Besides, I have, in due loyalty to the law, given a clinical examination to the record, the bedrock of every appeal. The Talabi family was originally a party on the representation of late Elder E.A. Dorishamu. On 19th May, 2010, the first – fourth respondents discontinued the suit against the Talabi family as manifest in page 979, Volume III of the mountainous record. Again, the fifth respondent’s counsel, K. Bakare, Esq., filed, on 22nd March, 2010, a preliminary objection challenging the suit on the non-joinder of the Tabali family. The objection monopolises pages 930 – 943, Volume III of the expansive record. On 23rd June, 2011, learned counsel withdrew the objection and same was struck out by the lower Court as borne out of page 1897, Volume IV of the elephantine record. I have to scoop or pluck out these proceedings in order to demonstrate that Talabi family members knew or ought to know of their non-existence as a party to the suit. In this wise, if they are peeved by relief (vii) granted against them, it is for them to approach the Court to have it set aside ex debito justitiae. It does not lie in the mouth of the appellant to quarrel with the order on behalf of the Talabi family. I share the view of the learned senior counsel for the first – fourth respondents that: “It is not in the place of the Appellant to cry more than the bereaved”. Such a credo offends the inflexible position of law on the destiny of an order made against a non-party in a proceeding. Interestingly, the case-law frowns at such attitude and labels it as “a ‘complaint’ by a busy body”, see Ohakim v. Agbaso (2010) 19 NWLR (Pt. 1226) 172 at 233, per Onnoghen, JSC (later CJN).

This brief legal anatomy on party jurisdiction, done with the aid of the law, with due reverence, exposes the poverty of the seemingly scintillating argument of learned appellant’s counsel on the point. In effect, the lower Court did not, in the least, fracture the law, when it assumed jurisdiction to hear the suit, to warrant this Court’s intervention on this facet.

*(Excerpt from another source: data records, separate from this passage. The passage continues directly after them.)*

use std::sync::Arc;
use std::time::Duration;

use axum::body::{to_bytes, Body};
use axum::http::{Request, StatusCode};
use axum::Router;
use serde_json::{json, Value};
use tower::ServiceExt;

use fleet_tracker::clients::{FleetApiClient, GeminiClient};
use fleet_tracker::config::EnvironmentConfig;
use fleet_tracker::repositories::MemoryTelemetryStore;
use fleet_tracker::routes::create_app_router;
use fleet_tracker::services::{DashboardSettings, FleetDashboard};
use fleet_tracker::state::AppState;

fn test_config(serve_store_api: bool) -> EnvironmentConfig {
    EnvironmentConfig::from_lookup(|key| match key {
        "SERVE_STORE_API" => Some(serve_store_api.to_string()),
        _ => None,
    })
    .unwrap()
}

fn create_test_app(serve_store_api: bool) -> Router {
    let config = test_config(serve_store_api);

    // Sin servidor en el puerto 9: el dashboard se queda en modo simulado
    let api = FleetApiClient::new("http://127.0.0.1:9/api", Duration::from_millis(300)).unwrap();
    let advisor = GeminiClient::new("http://127.0.0.1:9", "test-model", None, Duration::from_secs(1)).unwrap();
    let dashboard = Arc::new(FleetDashboard::new(
        Arc::new(api),
        Arc::new(advisor),
        DashboardSettings::default(),
    ));

    let state = AppState::new(Arc::new(MemoryTelemetryStore::new()), dashboard, config);
    create_app_router(state)
}

async fn send(app: &Router, method: &str, uri: &str, body: Option<Value>) -> (StatusCode, Value) {
    let request = Request::builder()
        .method(method)
        .uri(uri)
        .header("content-type", "application/json");
    let request = match body {
        Some(body) => request.body(Body::from(body.to_string())).unwrap(),
        None => request.body(Body::empty()).unwrap(),
    };

    let response = app.clone().oneshot(request).await.unwrap();
    let status = response.status();
    let bytes = to_bytes(response.into_body(), usize::MAX).await.unwrap();
    let body = serde_json::from_slice(&bytes).unwrap_or(Value::Null);
    (status, body)
}

#[tokio::test]
async fn test_health_check() {
    let app = create_test_app(true);
    let (status, body) = send(&app, "GET", "/health", None).await;

    assert_eq!(status, StatusCode::OK);
    assert_eq!(body["status"], "ok");
    assert_eq!(body["store"], "memory");
    assert_eq!(body["mode"], "simulated");
}

#[tokio::test]
async fn test_seed_then_list_fleet() {
    let app = create_test_app(true);

    let (status, body) = send(&app, "GET", "/api/fleet", None).await;
    assert_eq!(status, StatusCode::OK);
    assert_eq!(body, json!([]));

    let (status, body) = send(&app, "POST", "/api/seed", None).await;
    assert_eq!(status, StatusCode::OK);
    assert_eq!(body["message"], "Database seeded successfully");
    assert_eq!(body["count"], 3);

    let (_, body) = send(&app, "GET", "/api/fleet", None).await;
    let fleet = body.as_array().unwrap();
    assert_eq!(fleet.len(), 3);
    assert!(fleet.iter().all(|v| v["_id"].is_string()));
    assert!(fleet.iter().any(|v| v["regNumber"] == "KHI-LOG-A24"));
}

#[tokio::test]
async fn test_update_status_persists_vehicle_and_log() {
    let app = create_test_app(true);
    send(&app, "POST", "/api/seed", None).await;
    let (_, fleet) = send(&app, "GET", "/api/fleet", None).await;
    let id = fleet[0]["_id"].as_str().unwrap().to_string();

    let (status, body) = send(
        &app,
        "POST",
        "/api/fleet/update-status",
        Some(json!({ "id": id, "status": "emergency" })),
    )
    .await;

    assert_eq!(status, StatusCode::OK);
    assert_eq!(body["vehicle"]["_id"], id.as_str());
    assert_eq!(body["vehicle"]["status"], "emergency");
    assert_eq!(body["log"]["severity"], "critical");
    assert_eq!(body["log"]["message"], "Status updated to EMERGENCY");

    let (_, logs) = send(&app, "GET", "/api/logs", None).await;
    assert_eq!(logs.as_array().unwrap().len(), 1);
    assert_eq!(logs[0]["vehicleId"], fleet[0]["regNumber"]);
}

#[tokio::test]
async fn test_update_status_unknown_vehicle_is_404() {
    let app = create_test_app(true);
    let (status, body) = send(
        &app,
        "POST",
        "/api/fleet/update-status",
        Some(json!({ "id": "does-not-exist", "status": "idle" })),
    )
    .await;

    assert_eq!(status, StatusCode::NOT_FOUND);
    assert_eq!(body["code"], "NOT_FOUND");
}

#[tokio::test]
async fn test_update_status_empty_id_is_validation_error() {
    let app = create_test_app(true);
    let (status, body) = send(
        &app,
        "POST",
        "/api/fleet/update-status",
        Some(json!({ "id": "", "status": "idle" })),
    )
    .await;

    assert_eq!(status, StatusCode::BAD_REQUEST);
    assert_eq!(body["code"], "VALIDATION_ERROR");
}

#[tokio::test]
async fn test_update_status_unknown_status_is_bad_request() {
    let app = create_test_app(true);
    let (status, body) = send(
        &app,
        "POST",
        "/api/fleet/update-status",
        Some(json!({ "id": "abc", "status": "parked" })),
    )
    .await;

    assert_eq!(status, StatusCode::BAD_REQUEST);
    assert_eq!(body["code"], "BAD_REQUEST");
    assert!(body["message"].is_string());
}

#[tokio::test]
async fn test_update_status_malformed_json_is_bad_request() {
    let app = create_test_app(true);
    let request = Request::builder()
        .method("POST")
        .uri("/api/fleet/update-status")
        .header("content-type", "application/json")
        .body(Body::from("{\"id\": "))
        .unwrap();

    let response = app.oneshot(request).await.unwrap();
    assert_eq!(response.status(), StatusCode::BAD_REQUEST);

    let bytes = to_bytes(response.into_body(), usize::MAX).await.unwrap();
    let body: Value = serde_json::from_slice(&bytes).unwrap();
    assert_eq!(body["error"], "Bad Request");
    assert_eq!(body["code"], "BAD_REQUEST");
}

#[tokio::test]
async fn test_dashboard_status_command_invalid_body_is_bad_request() {
    let app = create_test_app(true);
    let (status, body) = send(
        &app,
        "POST",
        "/dashboard/vehicles/sim_1/status",
        Some(json!({ "status": "parked" })),
    )
    .await;

    assert_eq!(status, StatusCode::BAD_REQUEST);
    assert_eq!(body["code"], "BAD_REQUEST");

    let (_, state) = send(&app, "GET", "/dashboard/state", None).await;
    assert_eq!(state["vehicles"][0]["status"], "active");
    assert!(state["logs"].as_array().unwrap().is_empty());
}

#[tokio::test]
async fn test_store_api_can_be_disabled() {
    let app = create_test_app(false);
    let (status, _) = send(&app, "GET", "/api/fleet", None).await;
    assert_eq!(status, StatusCode::NOT_FOUND);

    let (status, _) = send(&app, "GET", "/dashboard/state", None).await;
    assert_eq!(status, StatusCode::OK);
}

#[tokio::test]
async fn test_dashboard_state_starts_simulated() {
    let app = create_test_app(true);
    let (status, body) = send(&app, "GET", "/dashboard/state", None).await;

    assert_eq!(status, StatusCode::OK);
    assert_eq!(body["mode"], "simulated");
    assert_eq!(body["syncing"], false);
    assert_eq!(body["vehicles"][0]["id"], "sim_1");
    assert_eq!(body["advisoryLoading"], false);
    assert!(body["advisory"].is_null());
}

#[tokio::test]
async fn test_dashboard_status_command_in_simulated_mode() {
    let app = create_test_app(true);
    let (status, body) = send(
        &app,
        "POST",
        "/dashboard/vehicles/sim_1/status",
        Some(json!({ "status": "emergency" })),
    )
    .await;

    assert_eq!(status, StatusCode::OK);
    assert_eq!(body["outcome"], "applied_locally");
    assert_eq!(body["log"]["severity"], "critical");
    assert_eq!(body["vehicle"]["status"], "emergency");
    assert_eq!(body["vehicle"]["battery"], 90.0);

    let (_, state) = send(&app, "GET", "/dashboard/state", None).await;
    assert_eq!(state["logs"].as_array().unwrap().len(), 1);
    assert_eq!(state["vehicles"].as_array().unwrap().len(), 1);
}

#[tokio::test]
async fn test_dashboard_status_command_unknown_vehicle() {
    let app = create_test_app(true);
    let (status, body) = send(
        &app,
        "POST",
        "/dashboard/vehicles/ghost/status",
        Some(json!({ "status": "idle" })),
    )
    .await;

    assert_eq!(status, StatusCode::OK);
    assert_eq!(body["outcome"], "unknown_vehicle");
    assert_eq!(body["log"]["severity"], "warning");
    assert!(body.get("vehicle").is_none());
}

#[tokio::test]
async fn test_advisory_without_key_returns_fallback() {
    let app = create_test_app(true);

    let (_, latest) = send(&app, "GET", "/dashboard/advisory", None).await;
    assert!(latest.is_null());

    let (status, body) = send(&app, "POST", "/dashboard/advisory", None).await;
    assert_eq!(status, StatusCode::OK);
    assert_eq!(body["riskLevel"], "Medium");
    assert_eq!(body["recommendations"].as_array().unwrap().len(), 4);

    let (_, latest) = send(&app, "GET", "/dashboard/advisory", None).await;
    assert_eq!(latest, body);
}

The other facet of the stubborn issue appertains to the jurisdiction of the lower Court to hear the first – fourth respondents’ application of 24th April, 2009. The appellant staked his argument on the provision of Order 24 Rule 1 of the High Court Rules. The feuding parties expressed diametrically opposed contentions/interpretations on the purport of this provision in relation to the application. The incompatible fusses were/are unnecessary. The reason is not far – fetched. The provision, rightly, falls within the commodious four walls of subsidiary enactments, see Section 37 of the Interpretation Act, Cap 123, Laws of the Federation of Nigeria, 2004; Unilag v. Aigoro (1984) 15 NSCC 745; Agip (Nig.) Ltd. v. Agip Petroli Int’l (2010) 5 NWLR (Pt. 1187) 34; Oyegun v. Nzeribe (2010) 7 NWLR (Pt. 1194) 577; G.M.O.N. & Sons Co. Ltd. v. Akputa (2010) 9 NWLR (Pt. 1200) 143. They do not bestow jurisdiction on a Court of law. Source of jurisdiction of Courts is statutory. It is the Constitution and legislations that do. See Dada v. Ogunremi (1962) 2 SCNLR 417; State v. Onagoruwa (1992) 2 SCNJ (Pt. 1) 1; Afribank (Nig.) Plc. v. Akwara (2006) 5 NWLR (Pt. 974) 619; Onuorah v. KRPC Ltd. (2005) 6 NWLR (Pt. 921) 393; Mailantarki v. Tongo (2018) 6 NWLR (Pt. 1614) 69; Mainstreet Bank Capital Ltd. v. Nig RE (2018) 14 NWLR (Pt. 1640) 423; Nduul v. Wayo (supra); Okorocha v. UBA Plc (2018) 17 NWLR (Pt. 1649) 441; APC v. Umar (2019) 8 NWLR (Pt. 1675) 564. On this score, all the dazzling arguments the parties lavished on the point are rendered idle as they come to nought. This Court will discountenance them.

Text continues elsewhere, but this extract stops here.